I still don't understand where this carnivore diet came from? I don't think humans only ever ate just meat unless there is some history that I never learned about it.

  • zifnab25 [he/him, any]
    ·
    3 years ago

    I'm reminded of the show "Alone", where the most efficient way to survive was simply to git gud at fishing. People who trapped rabbits or tried to scavenge off roots and berries inevitably experienced some kind of nutritional deficiency. Even a guy who brought down a deer ended up going back to fishing in short order, simply because the meat was too lean.

    There's this weird mythology around Hunter-Gatherer societies that just doesn't bare out particularly well in modern practice. Maybe because we spent the last thirty thousand years functionally exterminating all the mega-fauna, while reorienting our diet around farmed grains. Maybe because the institutional knowledge is long gone. Maybe because we just have no idea what to expect in a Neanderthal Diet, and people constantly shitting their asses out or going around chronically malnourished for whole seasons was normal. But there ain't no going back, regardless.

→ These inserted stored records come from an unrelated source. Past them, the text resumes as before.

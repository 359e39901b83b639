use std::path::PathBuf;

use harvest_logging::{harvest_info, StageTimer};

use crate::detail::{DetailError, DetailSettings, RecordExtractor};
use crate::export::{
    write_identifiers, write_records, ExportError, DEFAULT_IDS_FILENAME, DEFAULT_RECORDS_FILENAME,
};
use crate::fetch::Fetcher;
use crate::index::{IdentifierCollector, IndexError, IndexSettings};
use crate::persist::AtomicFileWriter;
use crate::Identifier;

#[derive(Debug, Clone, PartialEq, Eq)]
pub struct OutputSettings {
    pub output_dir: PathBuf,
    pub ids_filename: String,
    pub records_filename: String,
}

impl Default for OutputSettings {
    fn default() -> Self {
        Self {
            output_dir: PathBuf::from("."),
            ids_filename: DEFAULT_IDS_FILENAME.to_string(),
            records_filename: DEFAULT_RECORDS_FILENAME.to_string(),
        }
    }
}

#[derive(Debug, Clone, Default, PartialEq, Eq)]
pub struct PipelineSettings {
    pub index: IndexSettings,
    pub detail: DetailSettings,
    pub output: OutputSettings,
}

/// Where the run gets its identifiers from.
#[derive(Debug, Clone, PartialEq, Eq)]
pub enum IdentifierSource {
    /// Walk the index and persist what it yields.
    Collect,
    /// Use a previously collected list as-is.
    Provided(Vec<Identifier>),
}

#[derive(Debug, Clone, PartialEq, Eq)]
pub struct PipelineSummary {
    pub identifiers: usize,
    pub records: usize,
    pub skipped: Vec<Identifier>,
    /// `None` when identifiers were provided rather than collected.
    pub ids_path: Option<PathBuf>,
    pub records_path: PathBuf,
}

#[derive(Debug, thiserror::Error)]
pub enum HarvestError {
    #[error("identifier collection failed: {0}")]
    Index(#[from] IndexError),
    #[error("record extraction failed: {0}")]
    Detail(#[from] DetailError),
    #[error("writing output failed: {0}")]
    Export(#[from] ExportError),
}

/// Collect identifiers, extract one record each, then write the table.
///
/// Stages run one after another; the first error ends the run and no file is
/// written for the stage that failed.
pub struct Pipeline<'a> {
    fetcher: &'a dyn Fetcher,
    settings: PipelineSettings,
}

impl<'a> Pipeline<'a> {
    pub fn new(fetcher: &'a dyn Fetcher, settings: PipelineSettings) -> Self {
        Self { fetcher, settings }
    }

    pub async fn run(self, source: IdentifierSource) -> Result<PipelineSummary, HarvestError> {
        let writer = AtomicFileWriter::new(self.settings.output.output_dir.clone());

        let (identifiers, ids_path) = match source {
            IdentifierSource::Collect => {
                let _timer = StageTimer::start("collect identifiers");
                let collector =
                    IdentifierCollector::initialize(self.fetcher, self.settings.index.clone())
                        .await?;
                let identifiers = collector.collect().await?;
                let path =
                    write_identifiers(&writer, &self.settings.output.ids_filename, &identifiers)?;
                harvest_info!("saved {} identifiers to {:?}", identifiers.len(), path);
                (identifiers, Some(path))
            }
            IdentifierSource::Provided(identifiers) => {
                harvest_info!("using {} provided identifiers", identifiers.len());
                (identifiers, None)
            }
        };

        let extracted = {
            let _timer = StageTimer::start("extract records");
            RecordExtractor::new(self.fetcher, self.settings.detail.clone())
                .collect(&identifiers)
                .await?
        };

        let records_path = {
            let _timer = StageTimer::start("save records");
            write_records(
                &writer,
                &self.settings.output.records_filename,
                &extracted.records,
            )?
        };
        harvest_info!(
            "saved {} records to {:?}",
            extracted.records.len(),
            records_path
        );

        Ok(PipelineSummary {
            identifiers: identifiers.len(),
            records: extracted.records.len(),
            skipped: extracted.skipped,
            ids_path,
            records_path,
        })
    }
}
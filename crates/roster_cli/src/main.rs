//! `roster`: walk the roster index, fetch every detail page and write the table.
mod cli;
mod config;

use std::path::PathBuf;

use anyhow::{Context, Result};
use clap::Parser;
use harvest_logging::{harvest_error, harvest_info, LogDestination, DEFAULT_LOG_FILE};
use log::LevelFilter;
use roster_engine::{
    read_identifiers, FetchSettings, IdentifierSource, MalformedPolicy, Pipeline,
    PipelineSettings, ReqwestFetcher,
};

use crate::cli::Cli;
use crate::config::FileConfig;

fn main() -> Result<()> {
    let cli = Cli::parse();
    init_logging(&cli);

    // Fetches are awaited one at a time on a single thread.
    let runtime = tokio::runtime::Builder::new_current_thread()
        .enable_all()
        .build()
        .context("building async runtime")?;

    runtime.block_on(run(cli)).inspect_err(|err| {
        harvest_error!("run aborted: {:#}", err);
    })
}

async fn run(cli: Cli) -> Result<()> {
    let (settings, fetch) = settings_from(&cli)?;
    let source = match &cli.ids {
        Some(path) => IdentifierSource::Provided(
            read_identifiers(path).with_context(|| format!("loading identifiers from {}", path.display()))?,
        ),
        None => IdentifierSource::Collect,
    };

    harvest_info!("Started");
    let fetcher = ReqwestFetcher::new(fetch);
    let summary = Pipeline::new(&fetcher, settings).run(source).await?;

    harvest_info!(
        "Done: {} identifiers, {} records, {} skipped -> {}",
        summary.identifiers,
        summary.records,
        summary.skipped.len(),
        summary.records_path.display()
    );
    Ok(())
}

fn settings_from(cli: &Cli) -> Result<(PipelineSettings, FetchSettings)> {
    let mut settings = PipelineSettings::default();
    let mut fetch = FetchSettings::default();
    if let Some(path) = &cli.config {
        FileConfig::load(path)?.apply(&mut settings, &mut fetch);
    }
    // Flags win over the config file.
    if let Some(pages) = cli.pages {
        settings.index.page_count_override = Some(pages);
    }
    if let Some(dir) = &cli.output_dir {
        settings.output.output_dir = dir.clone();
    }
    if cli.skip_malformed {
        settings.detail.malformed_policy = MalformedPolicy::SkipAndLog;
    }
    Ok((settings, fetch))
}

fn init_logging(cli: &Cli) {
    let level = if cli.verbose {
        LevelFilter::Debug
    } else {
        LevelFilter::Info
    };
    let destination = if cli.log_file {
        LogDestination::Both(PathBuf::from(DEFAULT_LOG_FILE))
    } else {
        LogDestination::Terminal
    };
    harvest_logging::initialize(destination, level);
}

#[cfg(test)]
mod tests {
    use super::*;

    #[test]
    fn flags_override_config_file() {
        let dir = tempfile::TempDir::new().unwrap();
        let config = dir.path().join("roster.ron");
        std::fs::write(&config, r#"(output_dir: Some("from-config"), records_per_page: Some(10))"#)
            .unwrap();

        let cli = Cli::parse_from([
            "roster",
            "--config",
            config.to_str().unwrap(),
            "--output-dir",
            "from-flag",
            "--pages",
            "4",
        ]);
        let (settings, _) = settings_from(&cli).unwrap();
        assert_eq!(settings.output.output_dir, PathBuf::from("from-flag"));
        assert_eq!(settings.index.records_per_page, 10);
        assert_eq!(settings.index.page_count_override, Some(4));
        assert_eq!(settings.detail.malformed_policy, MalformedPolicy::FailFast);
    }
}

    • ClathrateG [none/use name]
      ·
      3 years ago

      https://en.wikipedia.org/wiki/Protein_poisoning

      Protein poisoning (also referred to colloquially as rabbit starvation, mal de caribou, or fat starvation) refers to an acute form of malnutrition caused by a diet deficient in fat, where almost all calories consumed come from lean meat.[1][2] The concept is discussed in the context of paleoanthropologial investigations into the diet of ancient humans, especially during the last glacial maximum and at high latitudes.[3][4]